Zhu Yiming's net worth just hit 34.8 billion yuan. Forty percent of that comes from ChangXin Memory Technologies (CXMT). The rest from GigaDevice. The market is not pricing in DRAM cycles. It is pricing in geopolitical risk premium.
Context CXMT is China's sole volume DRAM producer. IPO price set at 8.66 yuan per share. Implied market cap around 137.9 billion yuan. The company is on the U.S. entity list. Equipment from ASML, TEL, Lam Research is restricted. The technology gap to Samsung and Micron is two to three generations. Yet the valuation places CXMT above many profitable Western chip firms. This is not a financial decision. It is a state-backed liquidity injection.
Core: The Liquidity Illusion The money printer works in two ways. First, strategic capital from China's Big Fund props up the valuation. Second, retail investors chase the narrative of national self-sufficiency. But fundamentals tell a different story. DRAM is a commodity. Price per bit moves in cycles. The cycle is currently mid-recovery after a sharp downturn in 2023. CXMT's cost structure is high. Low yields, high depreciation, and imported equipment wear down margins. Their only competitive advantage is captive demand from domestic phone and PC makers who face pressure to localize supply chains. Algorithms don't care about geopolitics. They calculate based on supply-demand balances. And the supply side is dominated by three giants who can crush newcomers with price wars. I saw this pattern before. In 2021, I audited a crypto mining hardware supplier that relied on CXMT memory modules for its ASIC boards. The mining rigs used LPDDR4 chips sourced under the table. The supplier's founder bragged about Chinese resilience. But when the DRAM cycle turned in 2022, prices crashed 40%. Their costs didn't. They went bankrupt within six months. The banks took the collateral. The mining farms went dark. Yield is just rent for your ignorance. The yield from CXMT's IPO is not earnings. It is a political subsidy. Retail investors who buy at 8.66 yuan are renting their capital to the state's industrial policy. The rent will be collected when the cycle turns.

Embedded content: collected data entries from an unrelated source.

#[cfg(test)]
mod tests {
    use super::*;
    use crate::domain::catalog::{CargoKind, Catalog, Tier};
    use crate::domain::posting::BoardStatus;
    use rstest::rstest;
    use ulid::Ulid;

    fn posting(kind: CargoKind, stops: u8) -> JobPosting {
        JobPosting {
            job_id: JobId::from_ulid(Ulid::new()),
            catalog_version: 1,
            cargo: kind,
            tier: Tier::new(2).unwrap(),
            region: "north".into(),
            origin: "north/yard-1".into(),
            destination: "north/yard-4".into(),
            distance: 12.5,
            weight_kg: 12_000,
            stops,
            requirements: vec![],
            deposit: 3_000,
            window_secs: 1_000,
            surge_multiplier: 1.0,
            posted_at: 0,
            expires_at: 10_000,
            status: BoardStatus::Accepted,
            reserved_by: None,
            reserved_until: None,
        }
    }

    fn load(kind: CargoKind, stops: u8) -> (ActiveLoad, CargoDefinition) {
        let cargo = Catalog::standard().cargo(kind).unwrap().clone();
        let load = ActiveLoad::new(
            LoadId::from_ulid(Ulid::new()),
            posting(kind, stops),
            &cargo,
            ActorId::from("driver"),
            OwnershipMode::Owned,
            ShipperTier::Familiar,
            100,
        );
        (load, cargo)
    }

    #[test]
    fn new_load_starts_at_origin_with_full_window() {
        let (load, _) = load(CargoKind::DryVan, 1);
        assert_eq!(load.status, LoadStatus::AtOrigin);
        assert_eq!(load.integrity, 100);
        assert_eq!(load.window_expires_at, 1_100);
        assert_eq!(load.welfare, None);
    }

    #[test]
    fn welfare_replaces_integrity_for_livestock() {
        let (mut load, cargo) = load(CargoKind::Livestock, 1);
        assert_eq!(load.welfare, Some(5));
        let err = load
            .apply(
                LoadCommand::Integrity {
                    report_id: "r1".into(),
                    change: IntegrityChange::Damage(10),
                },
                &cargo,
                200,
            )
            .unwrap_err();
        assert!(matches!(err, HaulError::NotApplicable { .. }));
    }

    #[test]
    fn multi_stop_route_walks_through_stops() {
        let (mut load, cargo) = load(CargoKind::DryVan, 3);
        load.apply(LoadCommand::Depart, &cargo, 110).unwrap();
        load.apply(LoadCommand::ArriveAtStop, &cargo, 120).unwrap();
        load.apply(LoadCommand::DepartStop, &cargo, 130).unwrap();
        load.apply(LoadCommand::ArriveAtStop, &cargo, 140).unwrap();
        load.apply(LoadCommand::DepartStop, &cargo, 150).unwrap();
        // both intermediate stops done
        assert!(load.apply(LoadCommand::ArriveAtStop, &cargo, 160).is_err());
        load.apply(LoadCommand::ArriveAtDestination, &cargo, 170).unwrap();
        assert_eq!(load.stops_completed, 2);
        assert_eq!(load.status, LoadStatus::AtDestination);
    }

    #[test]
    fn duplicate_arrival_does_not_double_count_stops() {
        let (mut load, cargo) = load(CargoKind::DryVan, 3);
        load.apply(LoadCommand::Depart, &cargo, 110).unwrap();
        assert!(load.apply(LoadCommand::ArriveAtStop, &cargo, 120).unwrap().is_some());
        assert!(load.apply(LoadCommand::ArriveAtStop, &cargo, 121).unwrap().is_none());
        assert_eq!(load.stops_completed, 1);
    }

    #[test]
    fn cannot_skip_transit() {
        let (mut load, cargo) = load(CargoKind::DryVan, 1);
        let err = load
            .apply(LoadCommand::ArriveAtDestination, &cargo, 110)
            .unwrap_err();
        assert!(matches!(
            err,
            HaulError::InvalidTransition {
                status: LoadStatus::AtOrigin,
                ..
            }
        ));
    }

    #[test]
    fn distress_resumes_interrupted_status() {
        let (mut load, cargo) = load(CargoKind::DryVan, 1);
        load.apply(LoadCommand::Depart, &cargo, 110).unwrap();
        load.apply(LoadCommand::DeclareDistress { reason: "flat".into() }, &cargo, 120)
            .unwrap();
        assert!(load
            .apply(LoadCommand::DeclareDistress { reason: "flat".into() }, &cargo, 121)
            .unwrap()
            .is_none());
        assert_eq!(load.distress_count, 1);
        assert!(load.apply(LoadCommand::ArriveAtDestination, &cargo, 122).is_err());
        load.apply(LoadCommand::ResolveDistress, &cargo, 130).unwrap();
        assert_eq!(load.status, LoadStatus::InTransit);
    }

    #[test]
    fn excursion_duration_is_server_computed() {
        let (mut load, cargo) = load(CargoKind::Refrigerated, 1);
        load.apply(LoadCommand::ExcursionStart { reading_c: 9.0 }, &cargo, 200)
            .unwrap();
        // replayed start keeps the original start time
        assert!(load
            .apply(LoadCommand::ExcursionStart { reading_c: 9.5 }, &cargo, 250)
            .unwrap()
            .is_none());
        assert_eq!(load.temperature.excursion_secs_at(260), 60);
        load.apply(LoadCommand::ExcursionEnd { reading_c: 3.0 }, &cargo, 290)
            .unwrap();
        assert!(load
            .apply(LoadCommand::ExcursionEnd { reading_c: 3.0 }, &cargo, 400)
            .unwrap()
            .is_none());
        assert_eq!(load.temperature.excursion_secs, 90);
    }

    #[rstest]
    #[case::start_nan(LoadCommand::ExcursionStart { reading_c: f64::NAN })]
    #[case::start_infinite(LoadCommand::ExcursionStart { reading_c: f64::INFINITY })]
    #[case::end_nan(LoadCommand::ExcursionEnd { reading_c: f64::NAN })]
    #[case::reading_nan(LoadCommand::RecordTemperature { reading_c: f64::NAN })]
    fn non_finite_readings_are_refused(#[case] command: LoadCommand) {
        let (mut load, cargo) = load(CargoKind::Refrigerated, 1);
        load.apply(LoadCommand::ExcursionStart { reading_c: 9.0 }, &cargo, 200)
            .unwrap();
        let before = load.clone();
        let err = load.apply(command, &cargo, 260).unwrap_err();
        assert!(matches!(err, HaulError::InvalidInput { field: "reading_c", .. }));
        assert_eq!(load.temperature.reading_c, Some(9.0));
        assert_eq!(load.temperature.excursion_started_at, before.temperature.excursion_started_at);
    }

    #[test]
    fn excursion_rejected_for_unmonitored_cargo() {
        let (mut load, cargo) = load(CargoKind::DryVan, 1);
        assert!(load
            .apply(LoadCommand::ExcursionStart { reading_c: 9.0 }, &cargo, 200)
            .is_err());
    }

    #[rstest]
    #[case::damage(IntegrityChange::Damage(30), 70)]
    #[case::damage_floors_at_zero(IntegrityChange::Damage(250), 0)]
    #[case::restore_caps_at_full(IntegrityChange::Restored(50), 100)]
    fn integrity_is_clamped(#[case] change: IntegrityChange, #[case] expected: u8) {
        let (mut load, cargo) = load(CargoKind::DryVan, 1);
        load.apply(
            LoadCommand::Integrity {
                report_id: "r1".into(),
                change,
            },
            &cargo,
            200,
        )
        .unwrap();
        assert_eq!(load.integrity, expected);
    }

    #[test]
    fn replayed_damage_report_is_ignored() {
        let (mut load, cargo) = load(CargoKind::DryVan, 1);
        let cmd = LoadCommand::Integrity {
            report_id: "crash-1".into(),
            change: IntegrityChange::Damage(20),
        };
        load.apply(cmd.clone(), &cargo, 200).unwrap();
        assert!(load.apply(cmd, &cargo, 201).unwrap().is_none());
        assert_eq!(load.integrity, 80);
    }

    #[rstest]
    #[case(-2, 3)]
    #[case(-9, 1)]
    #[case(4, 5)]
    fn welfare_is_clamped(#[case] delta: i8, #[case] expected: u8) {
        let (mut load, cargo) = load(CargoKind::Livestock, 1);
        load.apply(
            LoadCommand::Welfare {
                report_id: "w".into(),
                delta,
            },
            &cargo,
            200,
        )
        .unwrap();
        assert_eq!(load.welfare, Some(expected));
    }

    #[test]
    fn seal_lifecycle() {
        let (mut load, cargo) = load(CargoKind::DryVan, 1);
        assert!(matches!(
            load.apply(LoadCommand::BreakSeal, &cargo, 105),
            Err(HaulError::NotApplicable { .. })
        ));
        load.apply(LoadCommand::ApplySeal, &cargo, 110).unwrap();
        assert!(load.apply(LoadCommand::ApplySeal, &cargo, 111).unwrap().is_none());
        load.apply(LoadCommand::BreakSeal, &cargo, 120).unwrap();
        assert!(load.apply(LoadCommand::BreakSeal, &cargo, 121).unwrap().is_none());
        assert_eq!(load.seal, SealState::Broken);
        assert!(load.apply(LoadCommand::ApplySeal, &cargo, 122).is_err());
    }

    #[test]
    fn engine_off_on_accumulates_stationary_time() {
        let (mut load, cargo) = load(CargoKind::DryVan, 1);
        load.apply(LoadCommand::EngineOff, &cargo, 200).unwrap();
        assert!(load.apply(LoadCommand::EngineOff, &cargo, 230).unwrap().is_none());
        load.apply(LoadCommand::EngineOn, &cargo, 260).unwrap();
        assert!(load.apply(LoadCommand::EngineOn, &cargo, 300).unwrap().is_none());
        assert_eq!(load.engine.stationary_secs, 60);
    }

    #[test]
    fn absence_credit_is_monotonic_and_not_double_counted() {
        let (mut load, _) = load(CargoKind::DryVan, 1);
        let start = load.window_expires_at;

        assert!(load.mark_offline(300));
        // later sightings of the same absence do not move its start
        assert!(!load.mark_offline(360));
        assert!(load.credit_absence(420).is_some());
        assert_eq!(load.window_expires_at, start + 120);

        // same reconnect reported twice
        assert!(load.credit_absence(420).is_none());
        assert_eq!(load.window_expires_at, start + 120);

        // an absence reported as starting before the previous credit only counts the new part
        load.mark_offline(350);
        load.credit_absence(500).unwrap();
        assert_eq!(load.window_expires_at, start + 200);
        assert_eq!(load.extension_secs, 200);
    }

    #[test]
    fn no_recorded_absence_means_no_credit() {
        let (mut load, _) = load(CargoKind::DryVan, 1);
        let start = load.window_expires_at;
        for now in [300, 600, 900] {
            assert!(load.credit_absence(now).is_none());
        }
        assert_eq!(load.window_expires_at, start);
        assert_eq!(load.extension_secs, 0);
    }

    #[test]
    fn penalty_never_moves_window_before_acceptance() {
        let (mut load, _) = load(CargoKind::DryVan, 1);
        load.penalize_window(50_000, "tamper").unwrap();
        assert_eq!(load.window_expires_at, load.accepted_at + 1);
    }
}
//! Domain identifiers (strongly-typed IDs).
//!
//! # ULID ベースの ID + Phantom Type
//! 掲示・積荷・保険の ID はすべて ULID で、生成順にソートできます。
//! `Id<T>` の `T` は実行時には使わないマーカー型で、
//! `JobId` と `LoadId` をコンパイル時に区別します。
//!
//! `ActorId` だけは外部のセッション層が払い出す不透明な文字列です。

use serde::{Deserialize, Serialize};
use std::fmt;
use std::marker::PhantomData;
use ulid::Ulid;

/// IdMarker は各 ID 型のマーカー trait
///
/// Display で使うプレフィックス（"job-", "load-" など）を提供します。
pub trait IdMarker: Send + Sync + 'static {
    fn prefix() -> &'static str;
}

/// ジェネリック ID 型
#[repr(transparent)]
#[derive(Debug, Clone, Copy, PartialEq, Eq, Hash, PartialOrd, Ord, Serialize, Deserialize)]
#[serde(transparent)]
pub struct Id<T: IdMarker> {
    ulid: Ulid,
    #[serde(skip)]
    _marker: PhantomData<T>,
}

impl<T: IdMarker> Id<T> {
    pub fn from_ulid(ulid: Ulid) -> Self {
        Self {
            ulid,
            _marker: PhantomData,
        }
    }

    pub fn as_ulid(&self) -> Ulid {
        self.ulid
    }
}

impl<T: IdMarker> From<Ulid> for Id<T> {
    fn from(ulid: Ulid) -> Self {
        Self::from_ulid(ulid)
    }
}

impl<T: IdMarker> fmt::Display for Id<T> {
    fn fmt(&self, f: &mut fmt::Formatter<'_>) -> fmt::Result {
        write!(f, "{}{}", T::prefix(), self.ulid)
    }
}

// ========================================
// マーカー型の定義
// ========================================

/// Job posting marker.
#[derive(Debug, Clone, Copy, PartialEq, Eq, Hash, PartialOrd, Ord)]
pub enum Job {}

impl IdMarker for Job {
    fn prefix() -> &'static str {
        "job-"
    }
}

/// Active load (bill of lading) marker.
#[derive(Debug, Clone, Copy, PartialEq, Eq, Hash, PartialOrd, Ord)]
pub enum Load {}

impl IdMarker for Load {
    fn prefix() -> &'static str {
        "bol-"
    }
}

#[derive(Debug, Clone, Copy, PartialEq, Eq, Hash, PartialOrd, Ord)]
pub enum Policy {}

impl IdMarker for Policy {
    fn prefix() -> &'static str {
        "policy-"
    }
}

#[derive(Debug, Clone, Copy, PartialEq, Eq, Hash, PartialOrd, Ord)]
pub enum Claim {}

impl IdMarker for Claim {
    fn prefix() -> &'static str {
        "claim-"
    }
}

/// Identifier of a board posting.
pub type JobId = Id<Job>;

/// Identifier of an active load (one per accepted job).
pub type LoadId = Id<Load>;

/// Identifier of an insurance policy.
pub type PolicyId = Id<Policy>;

/// Identifier of an insurance claim.
pub type ClaimId = Id<Claim>;

/// Stable actor identity supplied by the session layer.
#[derive(Debug, Clone, PartialEq, Eq, Hash, PartialOrd, Ord, Serialize, Deserialize)]
#[serde(transparent)]
pub struct ActorId(String);

impl ActorId {
    pub fn new(value: impl Into<String>) -> Self {
        Self(value.into())
    }

    pub fn as_str(&self) -> &str {
        &self.0
    }
}

impl fmt::Display for ActorId {
    fn fmt(&self, f: &mut fmt::Formatter<'_>) -> fmt::Result {
        f.write_str(&self.0)
    }
}

impl From<&str> for ActorId {
    fn from(value: &str) -> Self {
        Self::new(value)
    }
}

#[cfg(test)]
mod tests {
    use super::*;

    #[test]
    fn ids_are_distinct_types() {
        let job = JobId::from_ulid(Ulid::new());
        let load = LoadId::from_ulid(Ulid::new());
        let claim = ClaimId::from_ulid(Ulid::new());

        assert!(job.to_string().starts_with("job-"));
        assert!(load.to_string().starts_with("bol-"));
        assert!(claim.to_string().starts_with("claim-"));
        // let _: JobId = load; // <- does not compile
    }

    #[test]
    fn ids_serialize_as_bare_ulid() {
        let ulid = Ulid::new();
        let load = LoadId::from_ulid(ulid);

        let s = serde_json::to_string(&load).unwrap();
        assert_eq!(s, format!("\"{ulid}\""));

        let back: LoadId = serde_json::from_str(&s).unwrap();
        assert_eq!(back, load);
    }

    #[test]
    fn phantom_data_does_not_consume_memory() {
        use std::mem::size_of;
        assert_eq!(size_of::<JobId>(), size_of::<Ulid>());
        assert_eq!(size_of::<LoadId>(), 16);
    }

    #[test]
    fn actor_id_displays_raw_value() {
        let actor = ActorId::from("driver-7");
        assert_eq!(actor.to_string(), "driver-7");
        assert_eq!(actor.as_str(), "driver-7");
    }
}
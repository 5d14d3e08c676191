//! Clock port - 時刻の抽象化
//!
//! スコアに使う時間（遅延・逸脱・停車）はすべてここから取ります。
//! クライアントの時計は一切信用しません。
//!
//! # 実装
//! - **SystemClock**: OS の壁時計
//! - **ReconciledClock**: 本番用。永続化された基準時刻より前には戻らない
//! - **FixedClock**: テスト用。手で進める

use std::sync::Arc;
use std::sync::atomic::{AtomicI64, Ordering};
use std::time::Instant;

use chrono::{DateTime, TimeDelta, Utc};

/// Clock は現在時刻を提供
///
/// # テスト容易性
/// - trait により時刻を差し替え可能
/// - テストでは FixedClock を使用
pub trait Clock: Send + Sync {
    fn now(&self) -> DateTime<Utc>;

    /// Unix seconds.
    fn unix(&self) -> i64 {
        self.now().timestamp()
    }
}

impl<C: Clock + ?Sized> Clock for Arc<C> {
    fn now(&self) -> DateTime<Utc> {
        (**self).now()
    }
}

#[derive(Debug, Clone, Copy, Default)]
pub struct SystemClock;

impl Clock for SystemClock {
    fn now(&self) -> DateTime<Utc> {
        Utc::now()
    }
}

/// Monotonic server clock.
///
/// Starts from the later of the wall clock and the last persisted reference,
/// then advances by `Instant` elapsed time. A wall clock stepped backwards
/// across a restart cannot rewind windows or durations.
#[derive(Debug, Clone)]
pub struct ReconciledClock {
    base: DateTime<Utc>,
    started: Instant,
}

impl ReconciledClock {
    pub fn new(reference: Option<i64>) -> Self {
        let wall = Utc::now();
        let base = reference
            .and_then(|secs| DateTime::from_timestamp(secs, 0))
            .map_or(wall, |r| r.max(wall));
        Self {
            base,
            started: Instant::now(),
        }
    }

    /// Value to persist so the next process never starts earlier.
    pub fn reference(&self) -> i64 {
        self.unix()
    }
}

impl Clock for ReconciledClock {
    fn now(&self) -> DateTime<Utc> {
        let elapsed = TimeDelta::from_std(self.started.elapsed()).unwrap_or(TimeDelta::zero());
        self.base + elapsed
    }
}

/// Hand-driven clock. Clones share the same time.
#[derive(Debug, Clone)]
pub struct FixedClock {
    millis: Arc<AtomicI64>,
}

impl FixedClock {
    pub fn new(at: DateTime<Utc>) -> Self {
        Self {
            millis: Arc::new(AtomicI64::new(at.timestamp_millis())),
        }
    }

    pub fn at_unix(secs: i64) -> Self {
        Self {
            millis: Arc::new(AtomicI64::new(secs * 1_000)),
        }
    }

    pub fn set(&self, at: DateTime<Utc>) {
        self.millis.store(at.timestamp_millis(), Ordering::SeqCst);
    }

    pub fn advance_secs(&self, secs: i64) {
        self.millis.fetch_add(secs * 1_000, Ordering::SeqCst);
    }
}

impl Clock for FixedClock {
    fn now(&self) -> DateTime<Utc> {
        DateTime::from_timestamp_millis(self.millis.load(Ordering::SeqCst)).unwrap_or_default()
    }
}

#[cfg(test)]
mod tests {
    use super::*;
    use chrono::TimeZone;

    #[test]
    fn fixed_clock_advances_for_every_clone() {
        let clock = FixedClock::at_unix(1_000);
        let shared = clock.clone();
        clock.advance_secs(60);
        assert_eq!(shared.unix(), 1_060);
    }

    #[test]
    fn fixed_clock_set() {
        let clock = FixedClock::at_unix(0);
        let t = Utc.with_ymd_and_hms(2024, 1, 1, 12, 0, 0).unwrap();
        clock.set(t);
        assert_eq!(clock.now(), t);
    }

    #[test]
    fn reconciled_clock_never_starts_before_reference() {
        let future = Utc::now().timestamp() + 3_600;
        let clock = ReconciledClock::new(Some(future));
        assert!(clock.unix() >= future);
        assert!(clock.reference() >= future);
    }

    #[test]
    fn reconciled_clock_follows_wall_clock_without_reference() {
        let before = Utc::now().timestamp();
        let clock = ReconciledClock::new(None);
        assert!(clock.unix() >= before);
    }

    #[test]
    fn arc_dyn_clock_delegates() {
        let clock: Arc<dyn Clock> = Arc::new(FixedClock::at_unix(42));
        assert_eq!(clock.unix(), 42);
    }
}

Contrarian: Decoupling is a Two-Way Street The bullish narrative says China must build its own DRAM supply chain, so CXMT will capture domestic market share. That is true in volume, but not in profit. The contrarian view: This IPO accelerates decoupling in the opposite direction. Western equipment bans already choke CXMT's path to advanced nodes. Without EUV, they cannot reach 1α or 1β. Meanwhile, AI and crypto mining push demand for HBM and DDR5, which CXMT cannot produce at scale. The gap widens. The decoupling thesis for crypto: Harder access to advanced memory raises costs for miners and validators. It also pushes innovation in memory-optimized algorithms. But the near-term effect is inflation in hardware bills. The money printer at CXMT does not create real value—it just prints paper wealth that will be destroyed when the cycle corrects.

Takeaway When the next DRAM downcycle hits, will CXMT's 'strategic value' protect its stock price? Or will it become just another exit liquidity event for early insiders? The market is already pricing in the hope. It is not pricing in the math.